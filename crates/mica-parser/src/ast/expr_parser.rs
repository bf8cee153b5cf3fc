//! Expression parsing using Pratt parsing (precedence climbing).

use bumpalo::collections::Vec as BVec;

use super::parser::Parser;
use crate::ast::expr::*;
use crate::ast::types::{Ident, TypeBase, TypeExpr};
use crate::ast::{BinaryOp, ParseError, ParseErrorKind, UnaryOp};
use crate::lexer::TokenKind;
//! Tracks which statements a `break` may leave.

/// A construct that `break` exits.
#[derive(Debug, Clone, Copy, PartialEq, Eq)]
pub enum Breakable {
    Loop,
    Switch,
}

/// Stack of enclosing loops and switches, innermost last.
#[derive(Debug, Default)]
pub struct BreakContext {
    stack: Vec<Breakable>,
}

impl BreakContext {
    pub fn new() -> Self {
        Self::default()
    }

    pub fn enter(&mut self, kind: Breakable) {
        self.stack.push(kind);
    }

    pub fn exit(&mut self) -> Option<Breakable> {
        self.stack.pop()
    }

    pub fn can_break(&self) -> bool {
        !self.stack.is_empty()
    }

    pub fn innermost(&self) -> Option<Breakable> {
        self.stack.last().copied()
    }

    pub fn depth(&self) -> usize {
        self.stack.len()
    }
}

#[cfg(test)]
mod tests {
    use super::*;

    #[test]
    fn empty_context_cannot_break() {
        let context = BreakContext::new();
        assert!(!context.can_break());
        assert_eq!(context.innermost(), None);
    }

    #[test]
    fn nesting() {
        let mut context = BreakContext::new();
        context.enter(Breakable::Loop);
        context.enter(Breakable::Switch);
        assert_eq!(context.depth(), 2);
        assert_eq!(context.innermost(), Some(Breakable::Switch));
        assert_eq!(context.exit(), Some(Breakable::Switch));
        assert_eq!(context.innermost(), Some(Breakable::Loop));
        context.exit();
        assert!(!context.can_break());
    }
}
::::
▶ The task
Your task is to print all of the records exactly.

▶ Answer space
filename crates/mica-parser/src/ast/expr_parser.rs
repository bf8cee153b5cf3fc
//! Expression parsing using Pratt parsing (precedence climbing).

use bumpalo::collections::Vec as BVec;

use super::parser::Parser;
use crate::ast::expr::*;
use crate::ast::types::{Ident, TypeBase, TypeExpr};
use crate::ast::{BinaryOp, ParseError, ParseErrorKind, UnaryOp};
use crate::lexer::TokenKind;
//! Tracks which statements a `break` may leave.

/// A construct that `break` exits.
#[derive(Debug, Clone, Copy, PartialEq, Eq)]
pub enum Breakable {
    Loop,
    Switch,
}

/// Stack of enclosing loops and switches, innermost last.
#[derive(Debug, Default)]
pub struct BreakContext {
    stack: Vec<Breakable>,
}

impl BreakContext {
    pub fn new() -> Self {
        Self::default()
    }

    pub fn enter(&mut self, kind: Breakable) {
        self.stack.push(kind);
    }

    pub fn exit(&mut self) -> Option<Breakable> {
        self.stack.pop()
    }

    pub fn can_break(&self) -> bool {
        !self.stack.is_empty()
    }

    pub fn innermost(&self) -> Option<Breakable> {
        self.stack.last().copied()
    }

    pub fn depth(&self) -> usize {
        self.stack.len()
    }
}

#[cfg(test)]
mod tests {
    use super::*;

    #[test]
    fn empty_context_cannot_break() {
        let context = BreakContext::new();
        assert!(!context.can_break());
        assert_eq!(context.innermost(), None);
    }

    #[test]
    fn nesting() {
        let mut context = BreakContext::new();
        context.enter(Breakable::Loop);
        context.enter(Breakable::Switch);
        assert_eq!(context.depth(), 2);
        assert_eq!(context.innermost(), Some(Breakable::Switch));
        assert_eq!(context.exit(), Some(Breakable::Switch));
        assert_eq!(context.innermost(), Some(Breakable::Loop));
        context.exit();
        assert!(!context.can_break());
    }
}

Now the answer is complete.